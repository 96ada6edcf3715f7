//! The message payload the channel hands to the backend.

use std::fmt;
use std::sync::Arc;

use serde::{Deserialize, Serialize};

use crate::gateway::PushGateway;
use crate::platform::Platform;

/// Priority levels for push messages.
#[derive(Debug, Clone, Copy, PartialEq, Eq, Serialize, Deserialize, Default)]
#[serde(rename_all = "lowercase")]
pub enum Priority {
    /// Low priority, can be delayed by the platform.
    Low,
    /// Normal priority (default).
    #[default]
    Normal,
    /// High priority, should wake the device.
    High,
}

/// A platform-specific message payload built once per platform.
///
/// All batches for a platform share the same message. The optional `client`
/// overrides the channel's default gateway for this message; it is resolved
/// once per platform, before batching.
#[derive(Clone)]
pub struct PushMessage {
    pub platform: Platform,
    pub title: Option<String>,
    pub body: Option<String>,
    /// Structured data payload delivered alongside the notification.
    pub data: serde_json::Value,
    pub priority: Priority,
    pub client: Option<Arc<dyn PushGateway>>,
}

impl PushMessage {
    pub fn builder(platform: Platform) -> PushMessageBuilder {
        PushMessageBuilder::new(platform)
    }
}

impl fmt::Debug for PushMessage {
    fn fmt(&self, f: &mut fmt::Formatter<'_>) -> fmt::Result {
        f.debug_struct("PushMessage")
            .field("platform", &self.platform)
            .field("title", &self.title)
            .field("body", &self.body)
            .field("data", &self.data)
            .field("priority", &self.priority)
            .field("client_override", &self.client.is_some())
            .finish()
    }
}

/// Builder for [`PushMessage`].
#[derive(Clone)]
pub struct PushMessageBuilder {
    platform: Platform,
    title: Option<String>,
    body: Option<String>,
    data: serde_json::Value,
    priority: Priority,
    client: Option<Arc<dyn PushGateway>>,
}

impl PushMessageBuilder {
    pub fn new(platform: Platform) -> Self {
        Self {
            platform,
            title: None,
            body: None,
            data: serde_json::Value::Null,
            priority: Priority::default(),
            client: None,
        }
    }

    pub fn title(mut self, title: impl Into<String>) -> Self {
        self.title = Some(title.into());
        self
    }

    pub fn body(mut self, body: impl Into<String>) -> Self {
        self.body = Some(body.into());
        self
    }

    pub fn data(mut self, data: serde_json::Value) -> Self {
        self.data = data;
        self
    }

    /// Set the data payload from a serializable value.
    pub fn data_from<T: Serialize>(mut self, data: &T) -> Result<Self, serde_json::Error> {
        self.data = serde_json::to_value(data)?;
        Ok(self)
    }

    pub fn priority(mut self, priority: Priority) -> Self {
        self.priority = priority;
        self
    }

    /// Route this message through a dedicated gateway instead of the
    /// channel's default.
    pub fn client(mut self, client: Arc<dyn PushGateway>) -> Self {
        self.client = Some(client);
        self
    }

    pub fn build(self) -> PushMessage {
        PushMessage {
            platform: self.platform,
            title: self.title,
            body: self.body,
            data: self.data,
            priority: self.priority,
            client: self.client,
        }
    }
}

#[cfg(test)]
mod tests {
    use super::*;
    use serde_json::json;

    #[test]
    fn builder_defaults() {
        let message = PushMessage::builder(Platform::Android).build();
        assert_eq!(message.platform, Platform::Android);
        assert_eq!(message.priority, Priority::Normal);
        assert!(message.title.is_none());
        assert!(message.client.is_none());
        assert!(message.data.is_null());
    }

    #[test]
    fn builder_sets_all_fields() {
        let message = PushMessage::builder(Platform::Ios)
            .title("Order shipped")
            .body("Your order #42 is on its way")
            .data(json!({ "order_id": 42 }))
            .priority(Priority::High)
            .build();

        assert_eq!(message.title.as_deref(), Some("Order shipped"));
        assert_eq!(message.priority, Priority::High);
        assert_eq!(message.data["order_id"], 42);
    }
}
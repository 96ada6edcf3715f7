use config::{Config, ConfigError, Environment, File};
use serde::Deserialize;
use std::env;

use crate::batch::TOKENS_PER_REQUEST;

#[derive(Debug, Clone, Deserialize)]
pub struct Settings {
    #[serde(default)]
    pub channel: ChannelConfig,
}

#[derive(Debug, Clone, Deserialize)]
pub struct ChannelConfig {
    /// Maximum tokens per multicast request. The backend caps this at 500.
    #[serde(default = "default_batch_size")]
    pub batch_size: usize,
}

fn default_batch_size() -> usize {
    TOKENS_PER_REQUEST
}

impl Default for ChannelConfig {
    fn default() -> Self {
        Self {
            batch_size: default_batch_size(),
        }
    }
}

impl Settings {
    pub fn new() -> Result<Self, ConfigError> {
        // Load .env file if exists
        let _ = dotenvy::dotenv();

        let run_mode = env::var("RUN_MODE").unwrap_or_else(|_| "development".into());

        let builder = Config::builder()
            // Start with default values
            .set_default("channel.batch_size", TOKENS_PER_REQUEST as i64)?
            // Load config file if exists
            .add_source(File::with_name("config/default").required(false))
            .add_source(File::with_name(&format!("config/{}", run_mode)).required(false))
            // Load from environment variables
            // CHANNEL__BATCH_SIZE, etc. The double-underscore separator
            // keeps single underscores inside field names intact.
            .add_source(
                Environment::default()
                    .separator("__")
                    .try_parsing(true),
            );

        builder.build()?.try_deserialize()
    }
}

#[cfg(test)]
mod tests {
    use super::*;

    #[test]
    fn default_batch_size_matches_backend_limit() {
        let config = ChannelConfig::default();
        assert_eq!(config.batch_size, 500);
    }

    // Defaults and the environment override share one test because they
    // both touch the process environment.
    #[test]
    fn settings_layer_defaults_and_environment() {
        env::remove_var("CHANNEL__BATCH_SIZE");
        let settings = Settings::new().unwrap();
        assert_eq!(settings.channel.batch_size, 500);

        env::set_var("CHANNEL__BATCH_SIZE", "7");
        let settings = Settings::new().unwrap();
        assert_eq!(settings.channel.batch_size, 7);

        env::remove_var("CHANNEL__BATCH_SIZE");
    }
}
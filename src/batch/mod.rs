//! Token batching for multicast sends.
//!
//! The backend accepts a bounded number of device tokens per request, so a
//! platform's token set is split into ordered chunks before sending. All
//! batches for one platform share the same built message.

use crate::error::{ChannelError, Result};

/// The maximum number of tokens the backend accepts in a single request.
pub const TOKENS_PER_REQUEST: usize = 500;

/// Split `tokens` into ordered chunks of at most `max_size` tokens.
///
/// Every chunk except possibly the last has exactly `max_size` tokens;
/// concatenating the chunks in order reproduces `tokens` exactly. An empty
/// input yields no chunks at all, not one empty chunk.
pub fn partition(tokens: &[String], max_size: usize) -> Result<Vec<Vec<String>>> {
    if max_size == 0 {
        return Err(ChannelError::InvalidBatchSize(max_size));
    }

    Ok(tokens.chunks(max_size).map(<[String]>::to_vec).collect())
}

#[cfg(test)]
mod tests {
    use super::*;

    fn tokens(n: usize) -> Vec<String> {
        (0..n).map(|i| format!("token-{i}")).collect()
    }

    #[test]
    fn empty_input_yields_no_batches() {
        let batches = partition(&[], 500).unwrap();
        assert!(batches.is_empty());
    }

    #[test]
    fn zero_batch_size_is_rejected() {
        let err = partition(&tokens(3), 0).unwrap_err();
        assert!(matches!(err, ChannelError::InvalidBatchSize(0)));
    }

    #[test]
    fn exact_limit_is_one_batch() {
        let batches = partition(&tokens(500), TOKENS_PER_REQUEST).unwrap();
        assert_eq!(batches.len(), 1);
        assert_eq!(batches[0].len(), 500);
    }

    #[test]
    fn one_over_the_limit_spills_into_a_second_batch() {
        let batches = partition(&tokens(501), TOKENS_PER_REQUEST).unwrap();
        assert_eq!(batches.len(), 2);
        assert_eq!(batches[0].len(), 500);
        assert_eq!(batches[1].len(), 1);
    }

    #[test]
    fn concatenation_reproduces_the_input() {
        let input = tokens(1203);
        let batches = partition(&input, TOKENS_PER_REQUEST).unwrap();
        assert_eq!(batches.len(), 3);

        let rejoined: Vec<String> = batches.into_iter().flatten().collect();
        assert_eq!(rejoined, input);
    }

    #[test]
    fn all_batches_but_the_last_are_full() {
        let batches = partition(&tokens(10), 3).unwrap();
        assert_eq!(batches.len(), 4);
        for batch in &batches[..3] {
            assert_eq!(batch.len(), 3);
        }
        assert_eq!(batches[3].len(), 1);
    }
}
mod settings;

pub use settings::{ChannelConfig, Settings};
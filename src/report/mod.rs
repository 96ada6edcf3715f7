//! Per-token and per-batch delivery reports returned by the backend.

use serde::{Deserialize, Serialize};

use crate::platform::Platform;

/// Outcome for a single device token within a batch send.
#[derive(Debug, Clone, PartialEq, Eq, Serialize, Deserialize)]
#[serde(tag = "status", rename_all = "snake_case")]
pub enum DeliveryStatus {
    /// The backend accepted the message for this token.
    Delivered,
    /// The backend rejected this token, with the backend's reason.
    Failed { reason: String },
}

/// Per-token delivery report.
#[derive(Debug, Clone, PartialEq, Eq, Serialize, Deserialize)]
pub struct DeliveryReport {
    /// The device token this report is about.
    pub token: String,
    pub status: DeliveryStatus,
}

impl DeliveryReport {
    pub fn delivered(token: impl Into<String>) -> Self {
        Self {
            token: token.into(),
            status: DeliveryStatus::Delivered,
        }
    }

    pub fn failed(token: impl Into<String>, reason: impl Into<String>) -> Self {
        Self {
            token: token.into(),
            status: DeliveryStatus::Failed {
                reason: reason.into(),
            },
        }
    }

    pub fn is_failure(&self) -> bool {
        matches!(self.status, DeliveryStatus::Failed { .. })
    }
}

/// Full result of one batch send: one [`DeliveryReport`] per token, in the
/// batch's token order.
#[derive(Debug, Clone, Serialize, Deserialize)]
pub struct BatchReport {
    pub platform: Platform,
    pub reports: Vec<DeliveryReport>,
}

impl BatchReport {
    pub fn new(platform: Platform, reports: Vec<DeliveryReport>) -> Self {
        Self { platform, reports }
    }

    /// Number of tokens the backend accepted.
    pub fn delivered_count(&self) -> usize {
        self.reports.len() - self.failed_count()
    }

    /// Number of tokens the backend rejected.
    pub fn failed_count(&self) -> usize {
        self.failures().count()
    }

    /// The failed reports, in token order.
    pub fn failures(&self) -> impl Iterator<Item = &DeliveryReport> {
        self.reports.iter().filter(|r| r.is_failure())
    }
}

#[cfg(test)]
mod tests {
    use super::*;

    #[test]
    fn counts_and_failures() {
        let report = BatchReport::new(
            Platform::Android,
            vec![
                DeliveryReport::delivered("a"),
                DeliveryReport::failed("b", "UNREGISTERED"),
                DeliveryReport::delivered("c"),
            ],
        );

        assert_eq!(report.delivered_count(), 2);
        assert_eq!(report.failed_count(), 1);

        let failures: Vec<_> = report.failures().collect();
        assert_eq!(failures.len(), 1);
        assert_eq!(failures[0].token, "b");
    }

    #[test]
    fn failure_status_carries_the_reason() {
        let report = DeliveryReport::failed("t", "INVALID_ARGUMENT");
        assert!(report.is_failure());
        assert_eq!(
            report.status,
            DeliveryStatus::Failed {
                reason: "INVALID_ARGUMENT".to_string()
            }
        );
    }
}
:::
Your objective:
Transcribe the listing above line for line, from the first line to the line containing "pub fn title(mut", inclusive, with no other lines.

Result of the exercise:
repository 96ada6edcf3715f7
//! The message payload the channel hands to the backend.

use std::fmt;
use std::sync::Arc;

use serde::{Deserialize, Serialize};

use crate::gateway::PushGateway;
use crate::platform::Platform;

/// Priority levels for push messages.
#[derive(Debug, Clone, Copy, PartialEq, Eq, Serialize, Deserialize, Default)]
#[serde(rename_all = "lowercase")]
pub enum Priority {
    /// Low priority, can be delayed by the platform.
    Low,
    /// Normal priority (default).
    #[default]
    Normal,
    /// High priority, should wake the device.
    High,
}

/// A platform-specific message payload built once per platform.
///
/// All batches for a platform share the same message. The optional `client`
/// overrides the channel's default gateway for this message; it is resolved
/// once per platform, before batching.
#[derive(Clone)]
pub struct PushMessage {
    pub platform: Platform,
    pub title: Option<String>,
    pub body: Option<String>,
    /// Structured data payload delivered alongside the notification.
    pub data: serde_json::Value,
    pub priority: Priority,
    pub client: Option<Arc<dyn PushGateway>>,
}

impl PushMessage {
    pub fn builder(platform: Platform) -> PushMessageBuilder {
        PushMessageBuilder::new(platform)
    }
}

impl fmt::Debug for PushMessage {
    fn fmt(&self, f: &mut fmt::Formatter<'_>) -> fmt::Result {
        f.debug_struct("PushMessage")
            .field("platform", &self.platform)
            .field("title", &self.title)
            .field("body", &self.body)
            .field("data", &self.data)
            .field("priority", &self.priority)
            .field("client_override", &self.client.is_some())
            .finish()
    }
}

/// Builder for [`PushMessage`].
#[derive(Clone)]
pub struct PushMessageBuilder {
    platform: Platform,
    title: Option<String>,
    body: Option<String>,
    data: serde_json::Value,
    priority: Priority,
    client: Option<Arc<dyn PushGateway>>,
}

impl PushMessageBuilder {
    pub fn new(platform: Platform) -> Self {
        Self {
            platform,
            title: None,
            body: None,
            data: serde_json::Value::Null,
            priority: Priority::default(),
            client: None,
        }
    }

    pub fn title(mut self, title: impl Into<String>) -> Self {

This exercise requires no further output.